**Recorded information**:
//! User-facing diagnostic messages.
//!
//! Staging failures and layout oddities are non-fatal, but they must not
//! vanish silently either: components report them as warning-level
//! diagnostics through an injected [`DiagnosticSink`], and callers decide
//! where those end up (stderr for the CLI, a buffer in tests).

use std::fmt;
use std::path::PathBuf;

use miette::Diagnostic as MietteDiagnostic;
use thiserror::Error;

/// Common suggestion messages for consistent reporting.
pub mod suggestions {
    /// Suggestion when the SDK tree is missing entirely.
    pub const SDK_MISSING: &str =
        "help: place the vendor SDK under ThirdParty/<Vendor>/ or set [vendor] root in capstan.toml";

    /// Suggestion when only part of the Windows artifact pair exists.
    pub const PARTIAL_WINDOWS_SDK: &str =
        "help: Windows needs both the import library (.lib) and the shared library (.dll)";

    /// Suggestion when staging could not refresh an artifact.
    pub const STAGING_SKIPPED: &str =
        "help: a previously staged copy may still be loaded; close the running binary and rebuild";
}

/// Severity level for diagnostics.
#[derive(Debug, Clone, Copy, PartialEq, Eq)]
pub enum Severity {
    Error,
    Warning,
    Note,
}

impl fmt::Display for Severity {
    fn fmt(&self, f: &mut fmt::Formatter<'_>) -> fmt::Result {
        match self {
            Severity::Error => write!(f, "error"),
            Severity::Warning => write!(f, "warning"),
            Severity::Note => write!(f, "note"),
        }
    }
}

/// A diagnostic message with optional context and suggestions.
#[derive(Debug, Clone)]
pub struct Diagnostic {
    /// Primary message
    pub message: String,
    /// Severity level
    pub severity: Severity,
    /// Additional context lines
    pub context: Vec<String>,
    /// Suggested fixes
    pub suggestions: Vec<String>,
    /// Related location (file path)
    pub location: Option<PathBuf>,
}

impl Diagnostic {
    /// Create a new warning diagnostic.
    pub fn warning(message: impl Into<String>) -> Self {
        Diagnostic {
            message: message.into(),
            severity: Severity::Warning,
            context: Vec::new(),
            suggestions: Vec::new(),
            location: None,
        }
    }

    /// Create a new note diagnostic.
    pub fn note(message: impl Into<String>) -> Self {
        Diagnostic {
            severity: Severity::Note,
            ..Diagnostic::warning(message)
        }
    }

    /// Add context to the diagnostic.
    pub fn with_context(mut self, context: impl Into<String>) -> Self {
        self.context.push(context.into());
        self
    }

    /// Add a suggestion for fixing the issue.
    pub fn with_suggestion(mut self, suggestion: impl Into<String>) -> Self {
        self.suggestions.push(suggestion.into());
        self
    }

    /// Add a file location.
    pub fn with_location(mut self, path: impl Into<PathBuf>) -> Self {
        self.location = Some(path.into());
        self
    }

    /// Format the diagnostic for terminal output.
    pub fn format(&self, color: bool) -> String {
        let mut output = String::new();

        let severity_str = if color {
            match self.severity {
                Severity::Error => "\x1b[1;31merror\x1b[0m",
                Severity::Warning => "\x1b[1;33mwarning\x1b[0m",
                Severity::Note => "\x1b[1;36mnote\x1b[0m",
            }
        } else {
            match self.severity {
                Severity::Error => "error",
                Severity::Warning => "warning",
                Severity::Note => "note",
            }
        };

        output.push_str(&format!("{}: {}\n", severity_str, self.message));

        if let Some(ref path) = self.location {
            output.push_str(&format!("  --> {}\n", path.display()));
        }

        for ctx in &self.context {
            output.push_str(&format!("  - {}\n", ctx));
        }

        for suggestion in &self.suggestions {
            output.push_str(&format!("  {}\n", suggestion));
        }

        output
    }
}

impl fmt::Display for Diagnostic {
    fn fmt(&self, f: &mut fmt::Formatter<'_>) -> fmt::Result {
        write!(f, "{}", self.format(false))
    }
}

/// Where diagnostics go. Components take `&mut dyn DiagnosticSink` so the
/// CLI can print to stderr while tests capture into a buffer.
pub trait DiagnosticSink {
    fn emit(&mut self, diagnostic: Diagnostic);
}

/// Prints diagnostics to stderr.
#[derive(Debug, Default)]
pub struct StderrSink {
    /// Use ANSI colors
    pub color: bool,
}

impl DiagnosticSink for StderrSink {
    fn emit(&mut self, diagnostic: Diagnostic) {
        eprint!("{}", diagnostic.format(self.color));
    }
}

/// Collects diagnostics for inspection in tests.
#[derive(Debug, Default)]
pub struct CollectedSink {
    pub diagnostics: Vec<Diagnostic>,
}

impl DiagnosticSink for CollectedSink {
    fn emit(&mut self, diagnostic: Diagnostic) {
        self.diagnostics.push(diagnostic);
    }
}

/// Unreadable or malformed `capstan.toml`.
#[derive(Debug, Error, MietteDiagnostic)]
pub enum ConfigError {
    #[error("failed to read config: {}", path.display())]
    #[diagnostic(code(capstan::config::read))]
    Read {
        path: PathBuf,
        #[source]
        source: std::io::Error,
    },

    #[error("failed to parse config: {}", path.display())]
    #[diagnostic(
        code(capstan::config::parse),
        help("Check the TOML syntax; omit --config to use defaults")
    )]
    Parse {
        path: PathBuf,
        #[source]
        source: toml::de::Error,
    },
}

#[cfg(test)]
mod tests {
    use super::*;

    #[test]
    fn test_diagnostic_formatting() {
        let diag = Diagnostic::warning("failed to stage steam_api64.dll")
            .with_location("/proj/Binaries/Win64/steam_api64.dll")
            .with_context("Permission denied (os error 13)")
            .with_suggestion(suggestions::STAGING_SKIPPED);

        let output = diag.format(false);
        assert!(output.contains("warning: failed to stage"));
        assert!(output.contains("--> /proj/Binaries/Win64/steam_api64.dll"));
        assert!(output.contains("Permission denied"));
        assert!(output.contains("help: a previously staged copy"));
    }

    #[test]
    fn test_collected_sink() {
        let mut sink = CollectedSink::default();
        sink.emit(Diagnostic::warning("one"));
        sink.emit(Diagnostic::note("two"));

        assert_eq!(sink.diagnostics.len(), 2);
        assert_eq!(sink.diagnostics[0].severity, Severity::Warning);
        assert_eq!(sink.diagnostics[1].severity, Severity::Note);
    }
}
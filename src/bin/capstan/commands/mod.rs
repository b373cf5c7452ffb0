//! CLI command implementations.

pub mod completions;
pub mod doctor;
pub mod resolve;
pub mod stage;

use std::path::{Path, PathBuf};

use anyhow::{Context, Result};

use capstan::core::platform::Platform;
use capstan::util::config::Config;

/// Resolve the project root and configuration shared by every command.
///
/// An explicit `--config` path must load; the conventional `capstan.toml`
/// at the project root is optional and falls back to defaults.
pub(crate) fn load(
    project_root: &Option<PathBuf>,
    config: &Option<PathBuf>,
) -> Result<(PathBuf, Config)> {
    let root = match project_root {
        Some(root) => root.clone(),
        None => std::env::current_dir().context("failed to get current directory")?,
    };

    let config = match config {
        Some(path) => Config::load(path)?,
        None => Config::load_or_default(&root),
    };

    Ok((root, config))
}

/// Parse the platform argument, defaulting to the host.
pub(crate) fn platform_arg(platform: &Option<String>) -> Platform {
    match platform {
        Some(id) => Platform::parse(id),
        None => Platform::host(),
    }
}

/// Shorten a path for display when it sits under the project root.
pub(crate) fn display_path(project_root: &Path, path: &Path) -> String {
    capstan::util::fs::relative_path(project_root, path)
        .display()
        .to_string()
}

**Task brief**: The full listing above should be repeated without omission.

**Problem solution**:
//! User-facing diagnostic messages.
//!
//! Staging failures and layout oddities are non-fatal, but they must not
//! vanish silently either: components report them as warning-level
//! diagnostics through an injected [`DiagnosticSink`], and callers decide
//! where those end up (stderr for the CLI, a buffer in tests).

use std::fmt;
use std::path::PathBuf;

use miette::Diagnostic as MietteDiagnostic;
use thiserror::Error;

/// Common suggestion messages for consistent reporting.
pub mod suggestions {
    /// Suggestion when the SDK tree is missing entirely.
    pub const SDK_MISSING: &str =
        "help: place the vendor SDK under ThirdParty/<Vendor>/ or set [vendor] root in capstan.toml";

    /// Suggestion when only part of the Windows artifact pair exists.
    pub const PARTIAL_WINDOWS_SDK: &str =
        "help: Windows needs both the import library (.lib) and the shared library (.dll)";

    /// Suggestion when staging could not refresh an artifact.
    pub const STAGING_SKIPPED: &str =
        "help: a previously staged copy may still be loaded; close the running binary and rebuild";
}

/// Severity level for diagnostics.
#[derive(Debug, Clone, Copy, PartialEq, Eq)]
pub enum Severity {
    Error,
    Warning,
    Note,
}

impl fmt::Display for Severity {
    fn fmt(&self, f: &mut fmt::Formatter<'_>) -> fmt::Result {
        match self {
            Severity::Error => write!(f, "error"),
            Severity::Warning => write!(f, "warning"),
            Severity::Note => write!(f, "note"),
        }
    }
}

/// A diagnostic message with optional context and suggestions.
#[derive(Debug, Clone)]
pub struct Diagnostic {
    /// Primary message
    pub message: String,
    /// Severity level
    pub severity: Severity,
    /// Additional context lines
    pub context: Vec<String>,
    /// Suggested fixes
    pub suggestions: Vec<String>,
    /// Related location (file path)
    pub location: Option<PathBuf>,
}

impl Diagnostic {
    /// Create a new warning diagnostic.
    pub fn warning(message: impl Into<String>) -> Self {
        Diagnostic {
            message: message.into(),
            severity: Severity::Warning,
            context: Vec::new(),
            suggestions: Vec::new(),
            location: None,
        }
    }

    /// Create a new note diagnostic.
    pub fn note(message: impl Into<String>) -> Self {
        Diagnostic {
            severity: Severity::Note,
            ..Diagnostic::warning(message)
        }
    }

    /// Add context to the diagnostic.
    pub fn with_context(mut self, context: impl Into<String>) -> Self {
        self.context.push(context.into());
        self
    }

    /// Add a suggestion for fixing the issue.
    pub fn with_suggestion(mut self, suggestion: impl Into<String>) -> Self {
        self.suggestions.push(suggestion.into());
        self
    }

    /// Add a file location.
    pub fn with_location(mut self, path: impl Into<PathBuf>) -> Self {
        self.location = Some(path.into());
        self
    }

    /// Format the diagnostic for terminal output.
    pub fn format(&self, color: bool) -> String {
        let mut output = String::new();

        let severity_str = if color {
            match self.severity {
                Severity::Error => "\x1b[1;31merror\x1b[0m",
                Severity::Warning => "\x1b[1;33mwarning\x1b[0m",
                Severity::Note => "\x1b[1;36mnote\x1b[0m",
            }
        } else {
            match self.severity {
                Severity::Error => "error",
                Severity::Warning => "warning",
                Severity::Note => "note",
            }
        };

        output.push_str(&format!("{}: {}\n", severity_str, self.message));

        if let Some(ref path) = self.location {
            output.push_str(&format!("  --> {}\n", path.display()));
        }

        for ctx in &self.context {
            output.push_str(&format!("  - {}\n", ctx));
        }

        for suggestion in &self.suggestions {
            output.push_str(&format!("  {}\n", suggestion));
        }

        output
    }
}

impl fmt::Display for Diagnostic {
    fn fmt(&self, f: &mut fmt::Formatter<'_>) -> fmt::Result {
        write!(f, "{}", self.format(false))
    }
}

/// Where diagnostics go. Components take `&mut dyn DiagnosticSink` so the
/// CLI can print to stderr while tests capture into a buffer.
pub trait DiagnosticSink {
    fn emit(&mut self, diagnostic: Diagnostic);
}

/// Prints diagnostics to stderr.
#[derive(Debug, Default)]
pub struct StderrSink {
    /// Use ANSI colors
    pub color: bool,
}

impl DiagnosticSink for StderrSink {
    fn emit(&mut self, diagnostic: Diagnostic) {
        eprint!("{}", diagnostic.format(self.color));
    }
}

/// Collects diagnostics for inspection in tests.
#[derive(Debug, Default)]
pub struct CollectedSink {
    pub diagnostics: Vec<Diagnostic>,
}

impl DiagnosticSink for CollectedSink {
    fn emit(&mut self, diagnostic: Diagnostic) {
        self.diagnostics.push(diagnostic);
    }
}

/// Unreadable or malformed `capstan.toml`.
#[derive(Debug, Error, MietteDiagnostic)]
pub enum ConfigError {
    #[error("failed to read config: {}", path.display())]
    #[diagnostic(code(capstan::config::read))]
    Read {
        path: PathBuf,
        #[source]
        source: std::io::Error,
    },

    #[error("failed to parse config: {}", path.display())]
    #[diagnostic(
        code(capstan::config::parse),
        help("Check the TOML syntax; omit --config to use defaults")
    )]
    Parse {
        path: PathBuf,
        #[source]
        source: toml::de::Error,
    },
}

#[cfg(test)]
mod tests {
    use super::*;

    #[test]
    fn test_diagnostic_formatting() {
        let diag = Diagnostic::warning("failed to stage steam_api64.dll")
            .with_location("/proj/Binaries/Win64/steam_api64.dll")
            .with_context("Permission denied (os error 13)")
            .with_suggestion(suggestions::STAGING_SKIPPED);

        let output = diag.format(false);
        assert!(output.contains("warning: failed to stage"));
        assert!(output.contains("--> /proj/Binaries/Win64/steam_api64.dll"));
        assert!(output.contains("Permission denied"));
        assert!(output.contains("help: a previously staged copy"));
    }

    #[test]
    fn test_collected_sink() {
        let mut sink = CollectedSink::default();
        sink.emit(Diagnostic::warning("one"));
        sink.emit(Diagnostic::note("two"));

        assert_eq!(sink.diagnostics.len(), 2);
        assert_eq!(sink.diagnostics[0].severity, Severity::Warning);
        assert_eq!(sink.diagnostics[1].severity, Severity::Note);
    }
}
filename src/bin/capstan/commands/mod.rs
repository b373cf5c7452ffb0
//! CLI command implementations.

pub mod completions;
pub mod doctor;
pub mod resolve;
pub mod stage;

use std::path::{Path, PathBuf};

use anyhow::{Context, Result};

use capstan::core::platform::Platform;
use capstan::util::config::Config;

/// Resolve the project root and configuration shared by every command.
///
/// An explicit `--config` path must load; the conventional `capstan.toml`
/// at the project root is optional and falls back to defaults.
pub(crate) fn load(
    project_root: &Option<PathBuf>,
    config: &Option<PathBuf>,
) -> Result<(PathBuf, Config)> {
    let root = match project_root {
        Some(root) => root.clone(),
        None => std::env::current_dir().context("failed to get current directory")?,
    };

    let config = match config {
        Some(path) => Config::load(path)?,
        None => Config::load_or_default(&root),
    };

    Ok((root, config))
}

/// Parse the platform argument, defaulting to the host.
pub(crate) fn platform_arg(platform: &Option<String>) -> Platform {
    match platform {
        Some(id) => Platform::parse(id),
        None => Platform::host(),
    }
}

/// Shorten a path for display when it sits under the project root.
pub(crate) fn display_path(project_root: &Path, path: &Path) -> String {
    capstan::util::fs::relative_path(project_root, path)
        .display()
        .to_string()
}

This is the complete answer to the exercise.